Les chefs du parti ayant de la sorte exprimé chacun un avis différent, la discussion ne se prolongea pas sans vivacité; les orateurs, comme il arrive toujours en ce cas, reproduisirent les arguments qu'ils avaient déjà présentés et les exposèrent avec moins d'ordre et de mesure que la première fois. On disputa longtemps et personne ne changea d'avis. Mais ces avis, en dernière analyse, se réduisaient à deux, celui de Sapor et de Lapersonne qui conseillaient l'abstention, et celui de Phoenix et de Larrivée qui voulaient intervenir. Encore ces deux opinions contraires se confondaient-elles en une commune haine des chefs militaires et de leur justice et dans une commune croyance à l'innocence de Pyrot. L'opinion publique ne se trompa donc guère en considérant tous les chefs socialistes comme des pyrotins très pernicieux.

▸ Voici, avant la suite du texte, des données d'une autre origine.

//! Lifts decoded RISC-V basic blocks into IR.
//!
//! One rolling memory token threads every side effect in program order; the
//! optimization passes then relax that chain. Reads of the zero register
//! materialize a typed constant instead of a register access, and writes to
//! it are dropped. Word-sized (`*w`) operations compute in `i32` and store
//! back sign-extended, matching the RV64 convention.
//!
//! Control transfers stay straight-line: a branch becomes a comparison and
//! a `mux` over the taken and fall-through addresses, stored to `pc`. The
//! final memory token feeds the `jmp` terminator, and an `end` node over
//! the `jmp` becomes the graph root. Anything the lifter does not
//! understand turns into an `emulate` node carrying the raw instruction
//! bits.

use crate::context::{REG_INSTRET, REG_PC};
use crate::ir::{Builder, Graph, Opcode, Type, Value};
use crate::riscv::{BasicBlock, GuestOp, Inst};

/// Lift one basic block. `no_instret` skips the retired-instruction
/// counter update for hosts that do not need it.
pub fn lift(block: &BasicBlock, no_instret: bool) -> Graph {
    let mut graph = Graph::new();
    let start_mem = Value::new(graph.start(), 0);
    let block_mem = Builder::new(&mut graph).block(vec![start_mem]);
    let mut lifter = Lifter {
        graph,
        block,
        last_memory: block_mem,
    };
    lifter.run(no_instret);
    lifter.graph
}

struct Lifter<'a> {
    graph: Graph,
    block: &'a BasicBlock,
    /// The rolling memory token.
    last_memory: Value,
}

impl Lifter<'_> {
    fn b(&mut self) -> Builder<'_> {
        Builder::new(&mut self.graph)
    }

    /// Read a guest register as a value of the given type. Register 0 is
    /// the hard-wired zero register and never becomes a register access.
    fn emit_load_register(&mut self, ty: Type, reg: u8) -> Value {
        if reg == 0 {
            return self.b().constant(ty, 0);
        }
        let dep = self.last_memory;
        let (mem, value) = self.b().load_register(dep, reg as u16);
        self.last_memory = mem;
        if ty != Type::I64 {
            self.b().cast(ty, false, value)
        } else {
            value
        }
    }

    /// Write a guest register, widening to i64 first. Callers have already
    /// filtered out register 0.
    fn emit_store_register(&mut self, reg: u8, value: Value, sext: bool) {
        debug_assert_ne!(reg, 0, "stores to the zero register are dropped earlier");
        let value = if value.ty(&self.graph) != Type::I64 {
            self.b().cast(Type::I64, sext, value)
        } else {
            value
        };
        let dep = self.last_memory;
        self.last_memory = self.b().store_register(dep, reg as u16, value);
    }

    fn emit_load(&mut self, inst: Inst, ty: Type, sext: bool) {
        let rs1 = self.emit_load_register(Type::I64, inst.rs1());
        let imm = self.b().constant(Type::I64, inst.imm() as u64);
        let address = self.b().arithmetic(Opcode::Add, rs1, imm);
        let dep = self.last_memory;
        let (mem, value) = self.b().load_memory(dep, ty, address);
        self.last_memory = mem;
        // A load to x0 still accesses memory (it may fault); only the
        // writeback is dropped.
        if inst.rd() != 0 {
            self.emit_store_register(inst.rd(), value, sext);
        }
    }

    fn emit_store(&mut self, inst: Inst, ty: Type) {
        let rs2 = self.emit_load_register(ty, inst.rs2());
        let rs1 = self.emit_load_register(Type::I64, inst.rs1());
        let imm = self.b().constant(Type::I64, inst.imm() as u64);
        let address = self.b().arithmetic(Opcode::Add, rs1, imm);
        let dep = self.last_memory;
        self.last_memory = self.b().store_memory(dep, address, rs2);
    }

    fn emit_alui(&mut self, inst: Inst, op: Opcode, word: bool) {
        if inst.rd() == 0 {
            return;
        }
        let ty = if word { Type::I32 } else { Type::I64 };
        let rs1 = self.emit_load_register(ty, inst.rs1());
        let imm = self.b().constant(ty, inst.imm() as u64);
        let value = self.b().arithmetic(op, rs1, imm);
        self.emit_store_register(inst.rd(), value, true);
    }

    fn emit_shifti(&mut self, inst: Inst, op: Opcode, word: bool) {
        if inst.rd() == 0 {
            return;
        }
        let ty = if word { Type::I32 } else { Type::I64 };
        let rs1 = self.emit_load_register(ty, inst.rs1());
        let amount = self.b().constant(Type::I8, inst.imm() as u64);
        let value = self.b().shift(op, rs1, amount);
        self.emit_store_register(inst.rd(), value, true);
    }

    fn emit_slti(&mut self, inst: Inst, op: Opcode) {
        if inst.rd() == 0 {
            return;
        }
        let rs1 = self.emit_load_register(Type::I64, inst.rs1());
        let imm = self.b().constant(Type::I64, inst.imm() as u64);
        let value = self.b().compare(op, rs1, imm);
        self.emit_store_register(inst.rd(), value, false);
    }

    fn emit_alu(&mut self, inst: Inst, op: Opcode, word: bool) {
        if inst.rd() == 0 {
            return;
        }
        let ty = if word { Type::I32 } else { Type::I64 };
        let rs1 = self.emit_load_register(ty, inst.rs1());
        let rs2 = self.emit_load_register(ty, inst.rs2());
        let value = self.b().arithmetic(op, rs1, rs2);
        self.emit_store_register(inst.rd(), value, true);
    }

    fn emit_shift(&mut self, inst: Inst, op: Opcode, word: bool) {
        if inst.rd() == 0 {
            return;
        }
        let ty = if word { Type::I32 } else { Type::I64 };
        let rs1 = self.emit_load_register(ty, inst.rs1());
        let rs2 = self.emit_load_register(Type::I8, inst.rs2());
        let value = self.b().shift(op, rs1, rs2);
        self.emit_store_register(inst.rd(), value, true);
    }

    fn emit_slt(&mut self, inst: Inst, op: Opcode) {
        if inst.rd() == 0 {
            return;
        }
        let rs1 = self.emit_load_register(Type::I64, inst.rs1());
        let rs2 = self.emit_load_register(Type::I64, inst.rs2());
        let value = self.b().compare(op, rs1, rs2);
        self.emit_store_register(inst.rd(), value, false);
    }

    /// A branch selects between the taken target and the fall-through pc
    /// with a mux; control flow itself stays straight-line.
    fn emit_branch(&mut self, inst: Inst, op: Opcode, pc: u64) {
        let rs1 = self.emit_load_register(Type::I64, inst.rs1());
        let rs2 = self.emit_load_register(Type::I64, inst.rs2());
        let cond = self.b().compare(op, rs1, rs2);
        let end_pc = self.block.end_pc;
        let taken = self
            .b()
            .constant(Type::I64, pc.wrapping_add(inst.imm() as u64));
        let fallthrough = self.b().constant(Type::I64, end_pc);
        let target = self.b().mux(cond, taken, fallthrough);
        let dep = self.last_memory;
        self.last_memory = self.b().store_register(dep, REG_PC, target);
    }

    fn run(&mut self, no_instret: bool) {
        let block = self.block;

        // Prologue: advance pc past the block, count retired instructions.
        // A branch later overwrites pc; the dead store is cleaned up by
        // register access elimination.
        let pc_delta = block.end_pc.wrapping_sub(block.start_pc);
        let dep = self.last_memory;
        let (mem, pc_value) = self.b().load_register(dep, REG_PC);
        self.last_memory = mem;
        let delta = self.b().constant(Type::I64, pc_delta);
        let new_pc = self.b().arithmetic(Opcode::Add, pc_value, delta);
        let dep = self.last_memory;
        self.last_memory = self.b().store_register(dep, REG_PC, new_pc);

        if !no_instret {
            let dep = self.last_memory;
            let (mem, instret) = self.b().load_register(dep, REG_INSTRET);
            self.last_memory = mem;
            let count = self.b().constant(Type::I64, block.instructions.len() as u64);
            let new_instret = self.b().arithmetic(Opcode::Add, instret, count);
            let dep = self.last_memory;
            self.last_memory = self.b().store_register(dep, REG_INSTRET, new_instret);
        }

        let mut pc = block.start_pc;
        for &inst in &block.instructions {
            match inst.opcode() {
                GuestOp::Lui => {
                    if inst.rd() != 0 {
                        let imm = self.b().constant(Type::I64, inst.imm() as u64);
                        self.emit_store_register(inst.rd(), imm, false);
                    }
                }
                GuestOp::Auipc => {
                    if inst.rd() != 0 {
                        let value = self
                            .b()
                            .constant(Type::I64, pc.wrapping_add(inst.imm() as u64));
                        self.emit_store_register(inst.rd(), value, false);
                    }
                }

                GuestOp::Lb => self.emit_load(inst, Type::I8, true),
                GuestOp::Lh => self.emit_load(inst, Type::I16, true),
                GuestOp::Lw => self.emit_load(inst, Type::I32, true),
                GuestOp::Ld => self.emit_load(inst, Type::I64, false),
                GuestOp::Lbu => self.emit_load(inst, Type::I8, false),
                GuestOp::Lhu => self.emit_load(inst, Type::I16, false),
                GuestOp::Lwu => self.emit_load(inst, Type::I32, false),

                GuestOp::Sb => self.emit_store(inst, Type::I8),
                GuestOp::Sh => self.emit_store(inst, Type::I16),
                GuestOp::Sw => self.emit_store(inst, Type::I32),
                GuestOp::Sd => self.emit_store(inst, Type::I64),

                GuestOp::Addi => self.emit_alui(inst, Opcode::Add, false),
                GuestOp::Slti => self.emit_slti(inst, Opcode::Lt),
                GuestOp::Sltiu => self.emit_slti(inst, Opcode::Ltu),
                GuestOp::Xori => self.emit_alui(inst, Opcode::Xor, false),
                GuestOp::Ori => self.emit_alui(inst, Opcode::Or, false),
                GuestOp::Andi => self.emit_alui(inst, Opcode::And, false),
                GuestOp::Slli => self.emit_shifti(inst, Opcode::Shl, false),
                GuestOp::Srli => self.emit_shifti(inst, Opcode::Shr, false),
                GuestOp::Srai => self.emit_shifti(inst, Opcode::Sar, false),
                GuestOp::Addiw => self.emit_alui(inst, Opcode::Add, true),
                GuestOp::Slliw => self.emit_shifti(inst, Opcode::Shl, true),
                GuestOp::Srliw => self.emit_shifti(inst, Opcode::Shr, true),
                GuestOp::Sraiw => self.emit_shifti(inst, Opcode::Sar, true),

                GuestOp::Add => self.emit_alu(inst, Opcode::Add, false),
                GuestOp::Sub => self.emit_alu(inst, Opcode::Sub, false),
                GuestOp::Sll => self.emit_shift(inst, Opcode::Shl, false),
                GuestOp::Slt => self.emit_slt(inst, Opcode::Lt),
                GuestOp::Sltu => self.emit_slt(inst, Opcode::Ltu),
                GuestOp::Xor => self.emit_alu(inst, Opcode::Xor, false),
                GuestOp::Srl => self.emit_shift(inst, Opcode::Shr, false),
                GuestOp::Sra => self.emit_shift(inst, Opcode::Sar, false),
                GuestOp::Or => self.emit_alu(inst, Opcode::Or, false),
                GuestOp::And => self.emit_alu(inst, Opcode::And, false),
                GuestOp::Addw => self.emit_alu(inst, Opcode::Add, true),
                GuestOp::Subw => self.emit_alu(inst, Opcode::Sub, true),
                GuestOp::Sllw => self.emit_shift(inst, Opcode::Shl, true),
                GuestOp::Srlw => self.emit_shift(inst, Opcode::Shr, true),
                GuestOp::Sraw => self.emit_shift(inst, Opcode::Sar, true),

                GuestOp::Jal => {
                    assert_eq!(
                        pc + inst.length() as u64,
                        block.end_pc,
                        "jal must terminate its block"
                    );
                    if inst.rd() != 0 {
                        let link = self.b().constant(Type::I64, block.end_pc);
                        self.emit_store_register(inst.rd(), link, false);
                    }
                    let target = self
                        .b()
                        .constant(Type::I64, pc.wrapping_add(inst.imm() as u64));
                    let dep = self.last_memory;
                    self.last_memory = self.b().store_register(dep, REG_PC, target);
                }
                GuestOp::Jalr => {
                    // Read rs1 before the link writeback; rd may alias rs1.
                    let rs1 = self.emit_load_register(Type::I64, inst.rs1());
                    let imm = self.b().constant(Type::I64, inst.imm() as u64);
                    let sum = self.b().arithmetic(Opcode::Add, rs1, imm);
                    let mask = self.b().constant(Type::I64, !1u64);
                    let target = self.b().arithmetic(Opcode::And, sum, mask);
                    if inst.rd() != 0 {
                        let link = self.b().constant(Type::I64, block.end_pc);
                        self.emit_store_register(inst.rd(), link, false);
                    }
                    let dep = self.last_memory;
                    self.last_memory = self.b().store_register(dep, REG_PC, target);
                }

                GuestOp::Beq => {
                    self.emit_branch(inst, Opcode::Eq, pc);
                    break;
                }
                GuestOp::Bne => {
                    self.emit_branch(inst, Opcode::Ne, pc);
                    break;
                }
                GuestOp::Blt => {
                    self.emit_branch(inst, Opcode::Lt, pc);
                    break;
                }
                GuestOp::Bge => {
                    self.emit_branch(inst, Opcode::Ge, pc);
                    break;
                }
                GuestOp::Bltu => {
                    self.emit_branch(inst, Opcode::Ltu, pc);
                    break;
                }
                GuestOp::Bgeu => {
                    self.emit_branch(inst, Opcode::Geu, pc);
                    break;
                }

                GuestOp::Fence => {
                    let dep = self.last_memory;
                    self.last_memory = self.b().fence(vec![dep]);
                }

                // Everything else goes to the interpreter, including
                // fence.i (which must invalidate the translation cache)
                // and the system instructions.
                GuestOp::FenceI | GuestOp::Ecall | GuestOp::Ebreak | GuestOp::Unknown => {
                    let dep = self.last_memory;
                    self.last_memory = self.b().emulate(dep, inst.raw() as u64);
                }
            }
            pc += inst.length() as u64;
        }

        let dep = self.last_memory;
        let jmp = self.b().jmp(dep);
        let root = self.b().end(vec![jmp]);
        self.graph.set_root(root);
    }
}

Quant aux masses profondes au nom desquelles ils parlaient, et qu'ils représentaient autant que la parole peut représenter l'inexprimable, quant aux prolétaires enfin, dont il est difficile de connaître la pensée qui ne se connaît point elle-même, il semble que l'affaire Pyrot ne les intéressait pas. Elle était pour eux trop littéraire, d'un goût trop classique, avec un ton de haute bourgeoisie et de haute finance, qui ne leur plaisait guère.

CHAPITRE VIII

LE PROCES COLOMBAN

Quand s'ouvrit le procès Colomban, les pyrotins n'étaient pas beaucoup plus de trente mille; mais il y en avait partout, et il s'en trouvait même parmi les prêtres et les militaires. Ce qui leur nuisait le plus c'était la sympathie des grands juifs. Au contraire, ils devaient à leur faible nombre de précieux avantages et en premier lieu de compter parmi eux moins d'imbéciles que leurs adversaires qui en étaient surchargés. Ne comprenant qu'une infime minorité, ils se concertaient facilement, agissaient avec harmonie, n'étaient point tentés de se diviser et de contrarier leurs efforts; chacun d'eux sentait la nécessité de bien faire et se tenait d'autant mieux qu'il se trouvait plus en vue. Enfin tout leur permettait de croire qu'ils gagneraient de nouveaux adhérents, tandis que leurs adversaires, ayant réuni du premier coup les foules, ne pouvaient plus que décroître.

Traduit devant ses juges, en audience publique, Colomban s'aperçut tout de suite que ses juges n'étaient pas curieux. Dès qu'il ouvrait la bouche, le président lui ordonnait de se taire, dans l'intérêt supérieur de l'État. Pour la même raison, qui est la raison suprême, les témoins à décharge ne furent point entendus. Le général Panther, chef d'état- major, parut à la barre, en grand uniforme et décoré de tous ses ordres. Il déposa en ces termes:

—L'infâme Colomban prétend que nous n'avons pas de preuves contre Pyrot. Il en a menti: nous en avons; j'en garde dans mes archives sept cent trente-deux mètres carrés, qui, à cinq cents kilos chaque, font trois cent soixante-six mille kilos.

Cet officier supérieur donna ensuite, avec élégance et facilité, un aperçu de ces preuves.

—Il y en a de toutes couleurs et de toutes nuances, dit-il en substance; il y en a de tout format, pot, couronne, écu, raisin, colombier, grand aigle, etc. La plus petite a moins d'un millimètre carré; la plus grande mesure 70 mètres de long sur 0 m. 90 de large.

À cette révélation l'auditoire frémit d'horreur.